Saved entries
....
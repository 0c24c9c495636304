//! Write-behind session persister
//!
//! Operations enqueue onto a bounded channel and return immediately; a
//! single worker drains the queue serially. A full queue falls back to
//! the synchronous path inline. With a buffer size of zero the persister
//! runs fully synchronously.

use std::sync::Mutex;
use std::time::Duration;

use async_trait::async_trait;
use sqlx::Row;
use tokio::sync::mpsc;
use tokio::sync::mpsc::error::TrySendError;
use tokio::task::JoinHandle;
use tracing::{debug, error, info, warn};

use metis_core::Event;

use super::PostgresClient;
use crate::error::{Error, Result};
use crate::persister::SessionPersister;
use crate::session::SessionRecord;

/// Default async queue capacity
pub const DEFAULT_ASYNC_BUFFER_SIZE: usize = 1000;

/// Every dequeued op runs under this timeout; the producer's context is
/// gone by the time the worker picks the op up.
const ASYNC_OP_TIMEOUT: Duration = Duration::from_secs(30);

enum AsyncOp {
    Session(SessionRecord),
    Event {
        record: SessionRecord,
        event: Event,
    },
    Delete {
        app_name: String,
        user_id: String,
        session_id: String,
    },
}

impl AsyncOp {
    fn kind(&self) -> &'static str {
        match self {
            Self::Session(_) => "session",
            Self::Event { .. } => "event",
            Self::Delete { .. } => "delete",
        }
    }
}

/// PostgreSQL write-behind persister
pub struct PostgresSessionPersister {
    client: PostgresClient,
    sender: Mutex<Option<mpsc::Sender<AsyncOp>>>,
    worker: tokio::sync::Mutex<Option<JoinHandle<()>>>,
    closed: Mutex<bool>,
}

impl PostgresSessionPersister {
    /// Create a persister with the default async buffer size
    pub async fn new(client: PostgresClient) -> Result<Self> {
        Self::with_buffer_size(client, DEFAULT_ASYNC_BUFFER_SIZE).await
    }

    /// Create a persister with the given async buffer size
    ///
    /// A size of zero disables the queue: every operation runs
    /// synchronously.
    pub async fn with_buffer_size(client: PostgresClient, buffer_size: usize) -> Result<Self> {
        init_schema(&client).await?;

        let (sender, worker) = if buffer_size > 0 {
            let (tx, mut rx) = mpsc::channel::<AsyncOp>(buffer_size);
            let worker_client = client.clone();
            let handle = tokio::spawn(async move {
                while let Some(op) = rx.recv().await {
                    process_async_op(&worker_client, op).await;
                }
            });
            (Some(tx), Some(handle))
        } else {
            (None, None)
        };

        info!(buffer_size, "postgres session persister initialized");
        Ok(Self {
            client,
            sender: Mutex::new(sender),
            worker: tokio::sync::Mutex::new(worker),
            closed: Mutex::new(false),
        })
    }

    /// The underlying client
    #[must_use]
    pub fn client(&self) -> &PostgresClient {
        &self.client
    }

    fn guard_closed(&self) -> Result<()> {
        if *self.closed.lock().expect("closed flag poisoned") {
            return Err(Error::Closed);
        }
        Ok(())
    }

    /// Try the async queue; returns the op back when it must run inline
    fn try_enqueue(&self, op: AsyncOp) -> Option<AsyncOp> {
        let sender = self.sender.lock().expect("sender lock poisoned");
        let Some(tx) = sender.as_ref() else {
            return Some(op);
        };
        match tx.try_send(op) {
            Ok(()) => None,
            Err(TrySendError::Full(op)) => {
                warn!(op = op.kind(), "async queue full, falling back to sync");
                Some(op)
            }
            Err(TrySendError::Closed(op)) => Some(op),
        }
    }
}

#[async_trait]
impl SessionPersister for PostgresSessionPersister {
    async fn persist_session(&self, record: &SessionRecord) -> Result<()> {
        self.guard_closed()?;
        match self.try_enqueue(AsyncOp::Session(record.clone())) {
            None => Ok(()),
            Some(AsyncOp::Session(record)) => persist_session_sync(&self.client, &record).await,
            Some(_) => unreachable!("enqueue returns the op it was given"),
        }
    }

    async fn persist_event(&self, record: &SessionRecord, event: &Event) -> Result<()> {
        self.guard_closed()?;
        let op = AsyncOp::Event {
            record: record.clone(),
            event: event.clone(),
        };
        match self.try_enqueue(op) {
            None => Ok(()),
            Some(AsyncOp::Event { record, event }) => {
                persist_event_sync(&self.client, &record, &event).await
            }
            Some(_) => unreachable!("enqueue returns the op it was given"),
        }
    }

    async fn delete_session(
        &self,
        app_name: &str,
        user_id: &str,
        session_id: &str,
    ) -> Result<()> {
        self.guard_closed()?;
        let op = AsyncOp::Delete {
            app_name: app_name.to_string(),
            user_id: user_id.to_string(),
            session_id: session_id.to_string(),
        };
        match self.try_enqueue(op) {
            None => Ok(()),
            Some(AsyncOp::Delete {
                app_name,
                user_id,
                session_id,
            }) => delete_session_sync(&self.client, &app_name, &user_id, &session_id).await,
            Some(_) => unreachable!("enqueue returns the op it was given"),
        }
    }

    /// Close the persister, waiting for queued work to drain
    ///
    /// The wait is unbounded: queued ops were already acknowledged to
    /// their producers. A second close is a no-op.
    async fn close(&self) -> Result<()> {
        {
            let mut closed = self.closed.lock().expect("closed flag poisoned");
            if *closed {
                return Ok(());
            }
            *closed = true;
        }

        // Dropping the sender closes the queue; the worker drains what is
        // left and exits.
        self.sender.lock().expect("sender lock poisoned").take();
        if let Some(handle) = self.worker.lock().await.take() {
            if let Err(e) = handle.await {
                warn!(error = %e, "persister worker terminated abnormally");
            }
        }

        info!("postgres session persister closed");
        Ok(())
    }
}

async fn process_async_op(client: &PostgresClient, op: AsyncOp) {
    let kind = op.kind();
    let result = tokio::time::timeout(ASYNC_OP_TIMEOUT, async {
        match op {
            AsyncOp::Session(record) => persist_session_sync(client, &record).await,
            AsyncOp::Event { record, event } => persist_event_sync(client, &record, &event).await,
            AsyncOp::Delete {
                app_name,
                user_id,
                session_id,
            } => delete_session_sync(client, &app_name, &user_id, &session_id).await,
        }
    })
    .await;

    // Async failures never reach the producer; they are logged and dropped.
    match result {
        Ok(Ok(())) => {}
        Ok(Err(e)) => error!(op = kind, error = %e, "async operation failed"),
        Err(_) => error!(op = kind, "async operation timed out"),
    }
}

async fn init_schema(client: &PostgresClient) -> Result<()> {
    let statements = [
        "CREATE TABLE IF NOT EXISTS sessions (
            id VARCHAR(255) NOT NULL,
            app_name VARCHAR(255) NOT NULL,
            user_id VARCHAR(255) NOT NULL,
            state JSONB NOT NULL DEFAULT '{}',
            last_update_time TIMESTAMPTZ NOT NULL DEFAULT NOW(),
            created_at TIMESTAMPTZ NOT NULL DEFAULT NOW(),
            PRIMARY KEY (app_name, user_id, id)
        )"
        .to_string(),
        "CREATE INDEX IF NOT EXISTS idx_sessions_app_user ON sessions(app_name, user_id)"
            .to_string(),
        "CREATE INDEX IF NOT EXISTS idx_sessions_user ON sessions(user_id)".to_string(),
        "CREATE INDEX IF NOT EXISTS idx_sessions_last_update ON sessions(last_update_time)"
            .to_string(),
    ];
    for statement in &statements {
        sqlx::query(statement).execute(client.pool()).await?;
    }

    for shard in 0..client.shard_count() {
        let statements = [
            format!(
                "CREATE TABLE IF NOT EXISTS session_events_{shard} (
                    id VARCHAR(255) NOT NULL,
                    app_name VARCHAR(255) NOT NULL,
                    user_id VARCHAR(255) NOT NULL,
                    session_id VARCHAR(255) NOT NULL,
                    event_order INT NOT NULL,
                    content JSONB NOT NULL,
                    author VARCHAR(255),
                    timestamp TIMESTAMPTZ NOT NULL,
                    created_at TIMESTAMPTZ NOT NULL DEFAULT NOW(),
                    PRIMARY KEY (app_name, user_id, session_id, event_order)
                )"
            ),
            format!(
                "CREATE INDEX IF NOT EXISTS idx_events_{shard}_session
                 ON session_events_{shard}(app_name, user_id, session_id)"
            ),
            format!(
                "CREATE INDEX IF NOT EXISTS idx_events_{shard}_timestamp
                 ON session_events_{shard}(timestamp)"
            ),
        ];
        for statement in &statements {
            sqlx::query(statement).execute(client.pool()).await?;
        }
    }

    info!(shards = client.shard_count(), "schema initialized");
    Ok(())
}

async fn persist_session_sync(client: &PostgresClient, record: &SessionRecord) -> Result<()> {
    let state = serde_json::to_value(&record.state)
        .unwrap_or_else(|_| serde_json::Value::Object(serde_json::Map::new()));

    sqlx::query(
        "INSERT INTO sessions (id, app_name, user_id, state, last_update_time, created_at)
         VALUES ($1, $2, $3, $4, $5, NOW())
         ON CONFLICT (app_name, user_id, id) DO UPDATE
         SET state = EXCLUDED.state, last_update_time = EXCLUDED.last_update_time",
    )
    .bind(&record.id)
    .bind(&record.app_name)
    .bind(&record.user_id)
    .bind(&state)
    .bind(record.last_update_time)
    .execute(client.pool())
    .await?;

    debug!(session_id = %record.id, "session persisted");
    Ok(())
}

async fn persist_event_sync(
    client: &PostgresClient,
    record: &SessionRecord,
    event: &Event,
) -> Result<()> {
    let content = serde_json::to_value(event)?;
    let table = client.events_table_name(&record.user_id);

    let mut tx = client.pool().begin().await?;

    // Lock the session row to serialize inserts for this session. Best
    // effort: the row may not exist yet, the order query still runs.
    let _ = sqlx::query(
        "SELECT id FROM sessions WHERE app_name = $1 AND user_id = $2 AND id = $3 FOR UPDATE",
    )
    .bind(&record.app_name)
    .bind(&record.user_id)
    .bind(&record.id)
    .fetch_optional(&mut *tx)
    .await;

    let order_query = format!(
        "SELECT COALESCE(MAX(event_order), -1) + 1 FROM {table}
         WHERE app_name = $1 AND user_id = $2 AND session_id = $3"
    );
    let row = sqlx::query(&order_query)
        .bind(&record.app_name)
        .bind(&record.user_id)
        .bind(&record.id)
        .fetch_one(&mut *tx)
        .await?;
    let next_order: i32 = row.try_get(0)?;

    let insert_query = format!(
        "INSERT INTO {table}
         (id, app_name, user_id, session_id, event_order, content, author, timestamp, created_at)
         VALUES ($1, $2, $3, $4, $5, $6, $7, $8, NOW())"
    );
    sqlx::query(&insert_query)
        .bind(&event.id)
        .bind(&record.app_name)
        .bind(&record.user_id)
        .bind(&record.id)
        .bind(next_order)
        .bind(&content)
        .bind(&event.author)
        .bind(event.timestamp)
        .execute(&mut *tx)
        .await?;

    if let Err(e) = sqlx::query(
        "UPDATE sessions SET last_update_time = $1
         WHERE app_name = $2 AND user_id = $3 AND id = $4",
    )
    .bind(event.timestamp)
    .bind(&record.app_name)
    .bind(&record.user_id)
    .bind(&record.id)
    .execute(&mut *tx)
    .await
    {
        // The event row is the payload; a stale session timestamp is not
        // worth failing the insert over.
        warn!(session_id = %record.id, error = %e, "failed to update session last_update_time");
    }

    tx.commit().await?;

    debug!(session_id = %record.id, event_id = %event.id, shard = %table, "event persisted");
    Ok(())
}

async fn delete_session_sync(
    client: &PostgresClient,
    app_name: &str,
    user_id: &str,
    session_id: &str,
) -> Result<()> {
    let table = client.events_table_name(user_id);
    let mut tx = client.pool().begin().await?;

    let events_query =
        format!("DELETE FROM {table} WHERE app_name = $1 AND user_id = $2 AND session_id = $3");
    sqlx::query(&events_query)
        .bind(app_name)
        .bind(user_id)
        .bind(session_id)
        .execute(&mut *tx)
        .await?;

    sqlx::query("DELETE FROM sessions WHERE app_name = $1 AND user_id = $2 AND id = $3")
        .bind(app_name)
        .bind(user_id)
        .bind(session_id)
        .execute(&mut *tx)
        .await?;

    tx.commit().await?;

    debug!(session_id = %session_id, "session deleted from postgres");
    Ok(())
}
....
**TASK TO COMPLETE:** Exactly the lines running from the top of the records to the line that contains "falls back to", inclusive, must be set down, and nothing more.

**WRITTEN RESPONSE:**
repository 0c24c9c495636304
//! Write-behind session persister
//!
//! Operations enqueue onto a bounded channel and return immediately; a
//! single worker drains the queue serially. A full queue falls back to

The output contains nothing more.